Putting The Ant in Antigonish
Posted on August 27, 2013 under Storytelling with one comment
On most days I walk to and from work, a trek of about two and a half kilometres. The good news is that the trip to work is all downhill and the wind is at my back. Of course, I have to come home at the end of the day and while the walk is not arduous, the north wind is always blowing in my face. In the summer this is a wonderful thing. In the dead of winter, it can be torturous.
This street is a major thoroughfare, and this being a university town many students use this route to get to classes. Some things never change. As long as I can remember, the first class of the day has always commenced at 8:15. Last spring, on my way to work, I came over the last hill which brings one to Main Street, and on both sidewalks was a long line of students with their back packs, making their way to campus. It looked very much like a column of ants.
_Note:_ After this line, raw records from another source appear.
//! 引擎生命周期状态
//!
//! `Idle -> Running -> Stopped`，只能单向推进：`start()` 最多成功一次，停止后不能重启。

use std::sync::atomic::{AtomicU8, Ordering};

/// 引擎状态
#[derive(Debug, Clone, Copy, PartialEq, Eq, Default)]
#[repr(u8)]
pub enum EngineState {
    /// 已构造，工作线程尚未启动（此时提交的采样会排队）
    #[default]
    Idle = 0,
    /// 工作线程运行中
    Running = 1,
    /// 已停止，工作线程已退出
    Stopped = 2,
}

impl EngineState {
    /// 从 u8 转换
    ///
    /// 无效值视为 `Stopped`。
    pub fn from_u8(value: u8) -> Self {
        match value {
            0 => Self::Idle,
            1 => Self::Running,
            _ => Self::Stopped,
        }
    }

    pub fn as_u8(self) -> u8 {
        self as u8
    }

    pub fn is_running(self) -> bool {
        self == Self::Running
    }
}

/// 引擎状态（原子版本）
#[derive(Debug)]
pub struct AtomicEngineState {
    inner: AtomicU8,
}

impl AtomicEngineState {
    pub fn new(state: EngineState) -> Self {
        Self {
            inner: AtomicU8::new(state.as_u8()),
        }
    }

    pub fn get(&self, ordering: Ordering) -> EngineState {
        EngineState::from_u8(self.inner.load(ordering))
    }

    /// 比较并交换
    ///
    /// 失败时返回实际的当前状态。
    pub fn compare_exchange(
        &self,
        current: EngineState,
        new: EngineState,
        success: Ordering,
        failure: Ordering,
    ) -> Result<EngineState, EngineState> {
        self.inner
            .compare_exchange(current.as_u8(), new.as_u8(), success, failure)
            .map(EngineState::from_u8)
            .map_err(EngineState::from_u8)
    }

    /// 设置新状态并返回旧状态
    pub fn swap(&self, state: EngineState, ordering: Ordering) -> EngineState {
        EngineState::from_u8(self.inner.swap(state.as_u8(), ordering))
    }
}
Now, lest you think I am being disrespectful to be referring to students as ants, may I remind you that ants are very industrious, bright insects. They are the animal with the largest brain in proportion to their body size. They are known to be the smartest type of insects with about 250,000 brain cells. There are warrior ants who engage in hand to hand combat and apparently execute well-planned strategies to overcome their victim.
In a rebuttal to the phrase “It’s a man’s world”, the male worker ants have a lifespan of between 45-60 days while the queen ant can live upwards of 20 years. Reminds me of that old country and western song; “She got the gold mine. I got the shaft.” And apparently, slavery is alive and well in the colonies… the ant colonies, that is. The slave- maker ant raids the nests of other ants and steals their pupae. Once the pupae hatch, they are made to work as servants within the colony. Sort of like a hostile corporate takeover.
And finally, ants are capable of carrying objects 50 times their own body weight. One of the varsity football players would have to lift a mid-sized car over his head to equal the strength of an ant. Some have tried.
The ants walking down the sidewalk on this winter morning are the engine of the local economy. Antigonish has been welcoming students since 1855. Technically the university was started in Arichat but later relocated to Antigonish. While there has always been a healthy tension between town and gown, it is a symbiosis akin to anything in the animal kingdom.
Every time I witness this parade down the sidewalks I start humming the soundtrack from “Snow White and the Seven Dwarfs; High ho, high ho, it’s off to work we go. Let us
celebrate this ant colony. Brains and hard work should pay off for them too.